Travel

Your Guide to the Good Life in Washington D.C.

May 24, 2016

Washington D.C. has long been a destination for high school class trips. Only in recent years has it been a destination for great eating. In 2014, Bon Appetit named Rose’s Luxury the best restaurant in America, and that's just the beginning. In fact, there are stunning new restaurants (and old stalwarts) to visit, and plenty to do between meals, too.

It happened that Food52 asked for D.C. suggestions the very same day Jenny and I planned an epic afternoon baking 33 dozen cookies for her daughter’s bat mitzvah. Over cookie scoops and parchment paper, butter, sugar, chocolate, and eggs—and a beer—we put together this list of must do’s.

New on the menu: Peruvian chicken with lots of good things on the side.

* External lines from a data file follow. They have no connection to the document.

impl ScreenManager {
    pub fn new(
        screen_id: ScreenId,
        ctx: ScreenContext,
        setting: Option<&ScreenManagerSetting>,
        is_showing: bool,
    ) -> Self {
        let (display_id, width, height) = load_display(&ctx, screen_id);
        Self {
            screen_id,
            width,
            height,
            display_id,
            is_selected: setting.is_some_and(|s| s.is_selected),
            is_showing,
            color_note: setting.and_then(|s| s.color_note.clone()),
            no_sync_group: BTreeSet::new(),
            events: Arc::new(EventHandler::new()),
            background: ScreenBackgroundManager::load(screen_id, ctx.clone()),
            slide: ScreenSlideManager::load(screen_id, ctx.clone()),
            bible: ScreenBibleManager::load(screen_id, ctx.clone()),
            alert: ScreenAlertManager::load(screen_id, ctx.clone()),
            effects: ScreenEffects::load(screen_id, &ctx),
            ctx,
        }
    }

    pub fn screen_id(&self) -> ScreenId {
        self.screen_id
    }

    pub fn width(&self) -> u32 {
        self.width
    }

    pub fn height(&self) -> u32 {
        self.height
    }

    pub fn display_id(&self) -> u32 {
        self.display_id
    }

    pub fn is_selected(&self) -> bool {
        self.is_selected
    }

    pub fn is_showing(&self) -> bool {
        self.is_showing
    }

    pub fn color_note(&self) -> Option<&str> {
        self.color_note.as_deref()
    }

    pub fn events(&self) -> &Arc<EventHandler> {
        &self.events
    }

    pub fn background(&self) -> &ScreenBackgroundManager {
        &self.background
    }

    pub fn slide(&self) -> &ScreenSlideManager {
        &self.slide
    }

    pub fn bible(&self) -> &ScreenBibleManager {
        &self.bible
    }

    pub fn alert(&self) -> &ScreenAlertManager {
        &self.alert
    }

    pub fn effects(&self) -> &ScreenEffects {
        &self.effects
    }

    pub fn to_setting(&self) -> ScreenManagerSetting {
        ScreenManagerSetting {
            screen_id: self.screen_id,
            is_selected: self.is_selected,
            color_note: self.color_note.clone(),
        }
    }

    fn fire(&self, event_type: ScreenEventType) {
        self.events.fire(event_type, Some(self.screen_id));
        self.ctx
            .class_events
            .fire(EventScope::Screen, event_type, Some(self.screen_id));
    }

    /// Update events on the screen and on every sub-manager
    pub fn fire_update_all(&self) {
        self.fire(ScreenEventType::Update);
        self.background.base().fire_update();
        self.slide.base().fire_update();
        self.bible.base().fire_update();
        self.alert.base().fire_update();
    }

    pub fn render_env(&self, target: EffectTarget) -> RenderEnv {
        RenderEnv {
            anim: self.effects.get(target).style_anim(),
            width: self.width,
            height: self.height,
            now: self.ctx.clock.now(),
            wall_clock: self.ctx.clock.wall_clock(),
        }
    }

    fn env_for(&self, kind: ManagerKind) -> RenderEnv {
        self.render_env(effect_target(kind))
    }

    // Sync group opt-outs

    pub fn check_is_sync_group_enabled(&self, kind: ManagerKind) -> bool {
        !self.no_sync_group.contains(&kind)
    }

    pub fn enable_sync_group(&mut self, kind: ManagerKind) {
        self.no_sync_group.remove(&kind);
    }

    pub fn disable_sync_group(&mut self, kind: ManagerKind) {
        debug!(screen_id = self.screen_id, kind = kind.as_str(), "Sync group muted");
        self.no_sync_group.insert(kind);
    }

    // Identity and placement

    /// Join (or leave, with `None`) a sync group. Joining always resumes
    /// fan-out for every manager type.
    pub fn set_color_note(&mut self, color_note: Option<String>) {
        let color_note = color_note.filter(|c| !c.trim().is_empty());
        info!(screen_id = self.screen_id, color = ?color_note, "Set color note");
        self.color_note = color_note;
        self.no_sync_group.clear();
        self.fire(ScreenEventType::ColorNote);
    }

    pub fn set_is_selected(&mut self, is_selected: bool) {
        if self.is_selected == is_selected {
            return;
        }
        self.is_selected = is_selected;
        self.fire(ScreenEventType::Selected);
    }

    /// Show or hide the OS window and tell renderers
    pub fn set_is_showing(&mut self, is_showing: bool) {
        if self.is_showing == is_showing {
            return;
        }
        if self.ctx.role == ProcessRole::Controller {
            if is_showing {
                if let Err(e) = self.ctx.displays.show_screen(self.screen_id, self.display_id) {
                    self.ctx.report(e);
                    return;
                }
            } else {
                self.ctx.displays.hide_screen(self.screen_id);
            }
        }
        self.is_showing = is_showing;
        self.ctx.broadcast(&self.visible_message());
        self.fire(ScreenEventType::Visible);
    }

    /// Inbound `visible`: the sender already drove the OS window
    pub fn apply_received_visible(&mut self, is_showing: bool) {
        if self.is_showing == is_showing {
            return;
        }
        self.is_showing = is_showing;
        self.fire(ScreenEventType::Visible);
    }

    pub fn set_display_id(&mut self, display_id: u32) {
        if self.display_id == display_id {
            return;
        }
        info!(screen_id = self.screen_id, display_id, "Set display");
        self.ctx.store.set_setting(
            &settings::display_key(self.screen_id),
            Some(&display_id.to_string()),
        );
        self.display_id = display_id;
        if self.is_showing && self.ctx.role == ProcessRole::Controller {
            self.ctx.displays.set_display(self.screen_id, display_id);
        }
        self.ctx.broadcast(&self.display_message());
        self.fire(ScreenEventType::DisplayId);
    }

    /// Inbound `display-change`
    pub fn apply_received_display(&mut self, display_id: u32) {
        if self.display_id == display_id {
            return;
        }
        self.display_id = display_id;
        self.fire(ScreenEventType::DisplayId);
    }

    /// Window resized: re-render everything at the new size
    pub fn set_dimensions(&mut self, width: u32, height: u32) {
        if self.width == width && self.height == height {
            return;
        }
        self.width = width;
        self.height = height;
        self.render_all();
        self.fire(ScreenEventType::Resize);
    }

    // Content setters (local only, no sync group)

    pub fn set_background_src(&mut self, src: Option<BackgroundSrc>) {
        let env = self.env_for(ManagerKind::Background);
        self.background.set_background_src(&env, src);
    }

    pub fn set_slide_item_data(&mut self, data: Option<SlideItemData>) {
        let env = self.env_for(ManagerKind::Slide);
        self.slide.set_slide_item_data(&env, data);
    }

    pub fn set_bible_item_data(&mut self, data: Option<BibleItemData>) {
        let env = self.env_for(ManagerKind::FullText);
        self.bible.set_bible_item_data(&env, data);
    }

    pub fn set_alert_data(&mut self, data: AlertData) -> bool {
        let env = self.env_for(ManagerKind::Alert);
        self.alert.set_alert_data(&env, data)
    }

    pub fn set_marquee_data(&mut self, marquee: Option<MarqueeData>) -> bool {
        let env = self.env_for(ManagerKind::Alert);
        self.alert.set_marquee_data(&env, marquee)
    }

    pub fn set_countdown_data(&mut self, countdown: Option<CountdownData>) -> bool {
        let env = self.env_for(ManagerKind::Alert);
        self.alert.set_countdown_data(&env, countdown)
    }

    pub fn set_selected_verse(&mut self, verse_key: Option<String>) -> bool {
        self.bible.set_selected_index(verse_key)
    }

    pub fn handle_local_scroll(&mut self, scroll: f64) -> bool {
        self.bible.handle_local_scroll(scroll)
    }

    /// Current payload of `kind` as a sync message
    pub fn manager_message(&self, kind: ManagerKind) -> ScreenMessage {
        match kind {
            ManagerKind::Background => self.background.to_sync_message(),
            ManagerKind::Slide => self.slide.to_sync_message(),
            ManagerKind::FullText => self.bible.to_sync_message(),
            ManagerKind::Alert => self.alert.to_sync_message(),
        }
    }

    // Effects

    pub fn set_effect(&mut self, target: EffectTarget, effect: EffectType) -> bool {
        if !self.effects.get_mut(target).set_effect_type(effect) {
            return false;
        }
        self.render_target(target);
        true
    }

    pub fn apply_received_effect(&mut self, data: &EffectMessageData) -> bool {
        let Some(target) = EffectTarget::parse(&data.target) else {
            warn!(screen_id = self.screen_id, target = %data.target, "Ignoring effect for unknown target");
            return false;
        };
        if !self.effects.get_mut(target).apply_received(data) {
            return false;
        }
        self.render_target(target);
        true
    }

    // Inbound messages

    /// Apply a content message through the plain setters. Returns false for
    /// tags that are not content messages.
    pub fn receive_manager_message(&mut self, message: &ScreenMessage) -> bool {
        let Some(message_type) = message.kind() else {
            return false;
        };
        let Some(kind) = message_type.manager_kind() else {
            return false;
        };
        let env = self.env_for(kind);
        match message_type {
            ScreenMessageType::Background => self.background.receive_sync_screen(&env, message),
            ScreenMessageType::VaryAppDocument => self.slide.receive_sync_screen(&env, message),
            ScreenMessageType::BibleScreenView => self.bible.receive_sync_screen(&env, message),
            ScreenMessageType::BibleScreenViewScroll => self.bible.receive_sync_scroll(message),
            ScreenMessageType::BibleScreenViewSelectedIndex => {
                self.bible.receive_sync_selected_index(message)
            }
            ScreenMessageType::Alert => self.alert.receive_sync_screen(&env, message),
            _ => return false,
        }
        true
    }

    // Outbound state

    fn visible_message(&self) -> ScreenMessage {
        ScreenMessage::new(
            self.screen_id,
            ScreenMessageType::Visible,
            json!({ "isShowing": self.is_showing }),
        )
    }

    fn display_message(&self) -> ScreenMessage {
        ScreenMessage::new(
            self.screen_id,
            ScreenMessageType::DisplayChange,
            json!({ "displayId": self.display_id }),
        )
    }

    /// Broadcast every sub-manager's state and the transition effects
    pub fn send_sync_screen(&self) {
        self.background.send_sync_screen();
        self.slide.send_sync_screen();
        self.bible.send_sync_screen();
        self.alert.send_sync_screen();
        for effect in self.effects.iter() {
            effect.send_sync_screen();
        }
    }

    /// Everything a freshly opened renderer window needs
    pub fn send_full_state(&self) {
        self.ctx.broadcast(&self.visible_message());
        self.ctx.broadcast(&self.display_message());
        self.send_sync_screen();
    }

    // Rendering

    pub fn bind_surface(&mut self, kind: ManagerKind, surface: Option<Box<dyn RenderSurface>>) {
        let env = self.env_for(kind);
        match kind {
            ManagerKind::Background => self.background.bind_surface(&env, surface),
            ManagerKind::Slide => self.slide.bind_surface(&env, surface),
            ManagerKind::FullText => self.bible.bind_surface(&env, surface),
            ManagerKind::Alert => self.alert.bind_surface(&env, surface),
        }
    }

    pub fn render_all(&mut self) {
        for target in EffectTarget::ALL {
            self.render_target(target);
        }
    }

    fn render_target(&mut self, target: EffectTarget) {
        let env = self.render_env(target);
        match target {
            EffectTarget::Background => self.background.render(&env),
            EffectTarget::Slide => self.slide.render(&env),
            EffectTarget::Foreground => {
                self.bible.render(&env);
                self.alert.render(&env);
            }
        }
    }

    /// Text style is global; refresh the visible text without a transition
    pub fn refresh_text_style(&mut self) {
        self.bible.refresh_in_place();
        self.bible.base().fire_update();
    }

    /// Finish due animations and advance the countdown clock
    pub fn settle(&mut self) -> usize {
        let now = self.ctx.clock.now();
        let env = self.env_for(ManagerKind::Alert);
        self.alert.tick(&env);
        self.background.base_mut().settle(now)
            + self.slide.base_mut().settle(now)
            + self.bible.base_mut().settle(now)
            + self.alert.settle(now)
    }

    pub fn next_deadline(&self) -> Option<Instant> {
        [
            self.background.base().next_deadline(),
            self.slide.base().next_deadline(),
            self.bible.base().next_deadline(),
            self.alert.next_deadline(),
        ]
        .into_iter()
        .flatten()
        .min()
    }
}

A photo posted by Rose's Luxury (@rosesluxury) on

Here are our picks, the city over. First, where to eat:

  • Right off the bat, we have to say: Rose’s Luxury is terrific, and if you get in line at 5 PM—and are flexible about bar or table seating—order a cocktail, dive into the lychee salad, tender pasta, and generous platter of brisket or fried chicken.
  • Make reservations weeks ahead for glorious hearth cooking at The Dabney, inventive Caribbean/Mediterranean at Tail Up Goat, and sensational Italian at Masseria (we love the outdoor patio).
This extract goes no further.